Le Bureau des Études Doctorales a le plaisir de vous informer que

Madame Alexandra FLAYOLS,

Doctorante au Laboratoire d’Economie Appliquée au Développement - LEAD, rattachée à l’école doctorale 509 « Civilisations et Sociétés euro-méditerranéennes et comparées », sous la direction de Monsieur Philippe GILLES, Professeur des universités, soutiendra publiquement sa thèse en vue de l’obtention du doctorat Sciences Economiques, sur le thème suivant :

« ACCUMULATION DU CAPITAL HUMAIN ET EMPLOYABILITÉ : UNE MISE EN PERSPECTIVE EMPIRIQUE »

Le vendredi 27 novembre 2015 à 14h30 à l’Université de Toulon, Campus Porte d’Italie, Bâtiment FARON, salle FA 701

devant un jury composé de :

  • Monsieur Xavier Joutard, Professeur des universités, Université Lumière Lyon 2, rapporteur,
  • Monsieur Patrick Werquin, Professeur, Conservatoire National des Arts et Métiers, Paris, rapporteur,
  • Monsieur Yusuf Kocoglu, Maître de conférences, Université de Toulon,
  • Monsieur El Mouhoub Mouhoud, Professeur des universités, Université Paris-Dauphine,
  • Monsieur Jean-Louis Reiffers, Professeur émérite, Université de Toulon,
  • Monsieur Philippe Gilles, Professeur des universités, Université de Toulon.

Résumé :

La relation entre capital humain et employabilité bien que clairement démontré d’un point de vue théorique n’est cependant pas toujours vérifiée de façon empirique.
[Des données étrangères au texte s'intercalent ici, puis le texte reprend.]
//! Typed checks over attribute values.
//!
//! None of these fail: an attribute that cannot be evaluated, or whose value
//! has the wrong shape for the check, simply answers `false`.

use log::debug;
use regex::Regex;

use super::{Attribute, EqualityOption};
use crate::value::Value;

fn ignore_case(options: &[EqualityOption]) -> bool {
    options.contains(&EqualityOption::IgnoreCase)
}

/// Text form used when a check value is compared against a string.
fn check_text(check: &Value) -> String {
    check.to_string()
}

fn check_number(check: &Value) -> Option<f64> {
    match check {
        Value::Number(_) => check.as_f64(),
        Value::String(s) => s.trim().parse().ok(),
        _ => None,
    }
}

/// Applies a `{ action = "...", value = ... }` matcher, or plain equality
/// when `check` is not shaped like one.
fn matches_check(check: &Value, actual: &Value) -> bool {
    let (Some(action), Some(expected)) = (
        check.get("action").and_then(Value::as_str),
        check.get("value"),
    ) else {
        return check == actual;
    };
    let options = expected.as_list().unwrap_or_default();
    match action {
        "isAny" => options.contains(actual),
        "isNone" => !options.contains(actual),
        "regexMatches" => match (expected.as_str(), actual.as_str()) {
            (Some(pattern), Some(text)) => Regex::new(pattern)
                .map(|re| re.is_match(text))
                .unwrap_or(false),
            _ => false,
        },
        other => {
            debug!("unknown matcher action {other:?}");
            false
        }
    }
}

impl Attribute<'_> {
    /// Containment, by shape of the attribute value:
    /// - maps match a key, or every `{key = matcher}` entry of a map check,
    /// - lists match an element (or an element object's `key` field),
    /// - strings match a substring.
    pub fn contains(&self, check: impl Into<Value>, options: &[EqualityOption]) -> bool {
        let check = check.into();
        let ignore_case = ignore_case(options);
        match self.value() {
            Value::Map(map) | Value::Object(map) => match check.as_map() {
                Some(checks) => checks.iter().any(|(key, matcher)| {
                    map.get(key)
                        .is_some_and(|actual| matches_check(matcher, actual))
                }),
                None => map.contains_key(&check_text(&check)),
            },
            Value::List(items) | Value::Set(items) => {
                let wanted = check_text(&check);
                items.iter().any(|item| {
                    let candidate = match item {
                        Value::Map(_) | Value::Object(_) => item.get("key"),
                        _ => Some(item),
                    };
                    match candidate.and_then(Value::as_str) {
                        Some(s) if ignore_case => s.eq_ignore_ascii_case(&wanted),
                        Some(s) => s == wanted,
                        None => false,
                    }
                })
            }
            Value::String(s) => {
                let wanted = check_text(&check);
                if ignore_case {
                    s.to_lowercase().contains(&wanted.to_lowercase())
                } else {
                    s.contains(&wanted)
                }
            }
            _ => false,
        }
    }

    pub fn not_contains(&self, check: impl Into<Value>, options: &[EqualityOption]) -> bool {
        !self.contains(check, options)
    }

    pub fn starts_with(&self, prefix: impl Into<Value>) -> bool {
        match self.value() {
            Value::String(s) => s.starts_with(&check_text(&prefix.into())),
            _ => false,
        }
    }

    pub fn ends_with(&self, suffix: impl Into<Value>) -> bool {
        match self.value() {
            Value::String(s) => s.ends_with(&check_text(&suffix.into())),
            _ => false,
        }
    }

    /// Strings compare case-sensitively unless [`EqualityOption::IgnoreCase`]
    /// is given. Numbers compare by magnitude, bools only against bools.
    pub fn equals(&self, check: impl Into<Value>, options: &[EqualityOption]) -> bool {
        let check = check.into();
        match self.value() {
            Value::String(s) if ignore_case(options) => {
                s.to_lowercase() == check_text(&check).to_lowercase()
            }
            Value::String(s) => s == check_text(&check),
            Value::Bool(b) => check.as_bool() == Some(b),
            value @ Value::Number(_) => match (value.as_f64(), check_number(&check)) {
                (Some(actual), Some(expected)) => actual == expected,
                _ => false,
            },
            _ => false,
        }
    }

    pub fn not_equal(&self, check: impl Into<Value>, options: &[EqualityOption]) -> bool {
        !self.equals(check, options)
    }

    pub fn regex_matches(&self, pattern: &str) -> bool {
        let re = match Regex::new(pattern) {
            Ok(re) => re,
            Err(err) => {
                debug!("invalid pattern {pattern:?}: {err}");
                return false;
            }
        };
        match self.value() {
            Value::String(s) => re.is_match(&s),
            _ => false,
        }
    }

    /// True when the value (or, for lists, any string element) is one of
    /// `options`.
    pub fn is_any<V: Into<Value>>(&self, options: impl IntoIterator<Item = V>) -> bool {
        let options: Vec<Value> = options.into_iter().map(Into::into).collect();
        match self.value() {
            value @ (Value::String(_) | Value::Number(_)) => options.contains(&value),
            Value::List(items) | Value::Set(items) => items
                .iter()
                .any(|item| matches!(item, Value::String(_)) && options.contains(item)),
            _ => false,
        }
    }

    pub fn is_not_any<V: Into<Value>>(&self, options: impl IntoIterator<Item = V>) -> bool {
        !self.is_any(options)
    }

    /// True unless a string or number value is one of `options`.
    pub fn is_none<V: Into<Value>>(&self, options: impl IntoIterator<Item = V>) -> bool {
        let options: Vec<Value> = options.into_iter().map(Into::into).collect();
        match self.value() {
            value @ (Value::String(_) | Value::Number(_)) => !options.contains(&value),
            _ => true,
        }
    }

    pub fn is_true(&self) -> bool {
        match self.value() {
            Value::Bool(b) => b,
            Value::String(s) => s.trim_matches('"').eq_ignore_ascii_case("true"),
            value @ Value::Number(_) => value.as_f64().is_some_and(|n| n > 0.0),
            _ => false,
        }
    }

    pub fn is_false(&self) -> bool {
        match self.value() {
            Value::Bool(b) => !b,
            Value::String(s) => s.trim_matches('"').eq_ignore_ascii_case("false"),
            _ => false,
        }
    }

    /// Zero-length strings, lists and maps are empty, and so is an
    /// expression that evaluates to null. Unresolved attributes are not.
    pub fn is_empty(&self) -> bool {
        match self.evaluate() {
            Ok(Value::Null) => true,
            Ok(value @ (Value::String(_) | Value::List(_) | Value::Set(_) | Value::Map(_) | Value::Object(_))) => {
                value.len() == Some(0)
            }
            _ => false,
        }
    }

    pub fn is_not_empty(&self) -> bool {
        !self.is_empty()
    }

    /// Entry `key` of a map value, or null.
    pub fn map_value(&self, key: &str) -> Value {
        self.value().get(key).cloned().unwrap_or_default()
    }

    fn compare_number(&self, check: impl Into<Value>, cmp: fn(f64, f64) -> bool) -> bool {
        let value = self.value();
        match (value.as_f64(), check_number(&check.into())) {
            (Some(actual), Some(expected)) => cmp(actual, expected),
            _ => false,
        }
    }

    pub fn less_than(&self, check: impl Into<Value>) -> bool {
        self.compare_number(check, |a, b| a < b)
    }

    pub fn less_than_or_equal_to(&self, check: impl Into<Value>) -> bool {
        self.compare_number(check, |a, b| a <= b)
    }

    pub fn greater_than(&self, check: impl Into<Value>) -> bool {
        self.compare_number(check, |a, b| a > b)
    }

    pub fn greater_than_or_equal_to(&self, check: impl Into<Value>) -> bool {
        self.compare_number(check, |a, b| a >= b)
    }

    /// True when a list value contains any of `checks`.
    pub fn has_intersect<V: Into<Value>>(&self, checks: impl IntoIterator<Item = V>) -> bool {
        if !self.value().is_list_like() {
            return false;
        }
        checks.into_iter().any(|check| self.contains(check, &[]))
    }
}

#[cfg(test)]
mod tests {
    use crate::block::tests::arena_from;
    use crate::block::{Arena, Attribute, BlockId, EqualityOption};
    use crate::value::{Map, Value};

    const SOURCE: &str = r#"
resource "aws_s3_bucket" "logs" {
  acl       = "Private"
  size      = 20
  enabled   = true
  flag      = "true"
  off       = "false"
  blank     = ""
  nothing   = null
  missing   = var.undefined
  regions   = ["eu-west-1", "us-east-1"]
  tags      = [{ key = "Owner", value = "ops" }]
  labels    = { env = "prod", team = "core" }
  empty     = []
}
"#;

    fn attr<'a>(arena: &'a Arena, id: BlockId, name: &str) -> Attribute<'a> {
        arena.block(id).get_attribute(name).unwrap()
    }

    #[test]
    fn equals_is_case_sensitive_by_default() {
        let (arena, ids) = arena_from(SOURCE);
        let acl = attr(&arena, ids[0], "acl");
        assert!(!acl.equals("private", &[]));
        assert!(acl.equals("private", &[EqualityOption::IgnoreCase]));
        assert!(acl.equals("Private", &[]));
        assert!(acl.not_equal("public", &[]));

        assert!(attr(&arena, ids[0], "size").equals(20i64, &[]));
        assert!(attr(&arena, ids[0], "size").equals("20", &[]));
        assert!(attr(&arena, ids[0], "enabled").equals(true, &[]));
        assert!(!attr(&arena, ids[0], "enabled").equals("true", &[]));
        assert!(!attr(&arena, ids[0], "missing").equals("x", &[]));
    }

    #[test]
    fn contains_by_value_shape() {
        let (arena, ids) = arena_from(SOURCE);
        let regions = attr(&arena, ids[0], "regions");
        assert!(regions.contains("us-east-1", &[]));
        assert!(regions.contains("US-EAST-1", &[EqualityOption::IgnoreCase]));
        assert!(regions.not_contains("ap-south-1", &[]));

        assert!(attr(&arena, ids[0], "tags").contains("Owner", &[]));
        assert!(attr(&arena, ids[0], "acl").contains("riv", &[]));

        let labels = attr(&arena, ids[0], "labels");
        assert!(labels.contains("env", &[]));
        assert!(!labels.contains("prod", &[]));

        let mut check = Map::new();
        check.insert("env".into(), Value::from("prod"));
        assert!(labels.contains(Value::Object(check), &[]));

        assert!(!attr(&arena, ids[0], "nothing").contains("x", &[]));
        assert!(!attr(&arena, ids[0], "missing").contains("x", &[]));
    }

    #[test]
    fn contains_with_matchers() {
        let (arena, ids) = arena_from(SOURCE);
        let labels = attr(&arena, ids[0], "labels");
        let matcher = |action: &str, value: Value| {
            let mut inner = Map::new();
            inner.insert("action".into(), Value::from(action));
            inner.insert("value".into(), value);
            let mut check = Map::new();
            check.insert("env".into(), Value::Object(inner));
            Value::Object(check)
        };
        assert!(labels.contains(matcher("isAny", Value::from(vec!["dev", "prod"])), &[]));
        assert!(!labels.contains(matcher("isNone", Value::from(vec!["prod"])), &[]));
        assert!(labels.contains(matcher("regexMatches", Value::from("^pr")), &[]));
    }

    #[test]
    fn string_affixes_and_patterns() {
        let (arena, ids) = arena_from(SOURCE);
        let acl = attr(&arena, ids[0], "acl");
        assert!(acl.starts_with("Pri"));
        assert!(acl.ends_with("ate"));
        assert!(acl.regex_matches("^P[a-z]+$"));
        assert!(!acl.regex_matches("("));
        assert!(!attr(&arena, ids[0], "size").starts_with("2"));
    }

    #[test]
    fn membership() {
        let (arena, ids) = arena_from(SOURCE);
        let acl = attr(&arena, ids[0], "acl");
        assert!(acl.is_any(["Private", "public-read"]));
        assert!(acl.is_not_any(["public-read"]));
        assert!(acl.is_none(["public-read"]));
        assert!(!acl.is_none(["Private"]));
        assert!(attr(&arena, ids[0], "size").is_any([10i64, 20]));
        assert!(attr(&arena, ids[0], "regions").is_any(["eu-west-1"]));
        assert!(attr(&arena, ids[0], "regions").has_intersect(["x", "eu-west-1"]));
        assert!(!attr(&arena, ids[0], "acl").has_intersect(["Private"]));
    }

    #[test]
    fn truthiness() {
        let (arena, ids) = arena_from(SOURCE);
        assert!(attr(&arena, ids[0], "enabled").is_true());
        assert!(attr(&arena, ids[0], "flag").is_true());
        assert!(attr(&arena, ids[0], "size").is_true());
        assert!(attr(&arena, ids[0], "off").is_false());
        assert!(!attr(&arena, ids[0], "size").is_false());
        assert!(!attr(&arena, ids[0], "missing").is_true());
        assert!(!attr(&arena, ids[0], "missing").is_false());
    }

    #[test]
    fn emptiness_distinguishes_null_from_unresolved() {
        let (arena, ids) = arena_from(SOURCE);
        assert!(attr(&arena, ids[0], "blank").is_empty());
        assert!(attr(&arena, ids[0], "nothing").is_empty());
        assert!(attr(&arena, ids[0], "empty").is_empty());
        assert!(!attr(&arena, ids[0], "missing").is_empty());
        assert!(!attr(&arena, ids[0], "size").is_empty());
        assert!(!attr(&arena, ids[0], "enabled").is_empty());
        assert!(attr(&arena, ids[0], "regions").is_not_empty());
    }

    #[test]
    fn ordering_and_map_values() {
        let (arena, ids) = arena_from(SOURCE);
        let size = attr(&arena, ids[0], "size");
        assert!(size.less_than(30i64));
        assert!(size.less_than_or_equal_to(20i64));
        assert!(size.greater_than(10i64));
        assert!(size.greater_than_or_equal_to("20"));
        assert!(!attr(&arena, ids[0], "acl").less_than(30i64));

        let labels = attr(&arena, ids[0], "labels");
        assert_eq!(labels.map_value("team"), Value::from("core"));
        assert_eq!(labels.map_value("nope"), Value::Null);
    }
}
On peut ainsi constater un paradoxe de l’éducation dans les pays MENA où le taux de chômage augmente avec le diplôme et où les taux d’activité et plus particulièrement les taux d’activité des femmes sont faibles. Nous cherchons donc, à travers trois études empiriques, à mettre en évidence les éléments pouvant contrarier cette relation entre accumulation du capital humain et employabilité.

Nous portons tout d’abord notre attention sur la Tunisie et le Maroc où le taux de chômage des diplômés du supérieur est particulièrement important. Nous menons dans un premier temps une analyse macroéconomique concernant ces pays avant de mener une analyse microéconomique en nous focalisant sur la région de Marrakech-Tensift-Al Haouz où nous analysons la relation entre le niveau d’éducation et l’accès à un emploi rémunéré. Notre seconde étude se positionne sur le marché du travail français où nous analysons l’accès à l’emploi ainsi que le différentiel salarial afin de déterminer si l’existence de « discriminations » peut contrarier la relation entre capital humain et employabilité. Enfin, notre troisième étude complète notre précédente approche concernant l’accès à l’emploi en prenant en compte des parcours scolaires des jeunes et plus seulement de plus haut diplôme obtenu.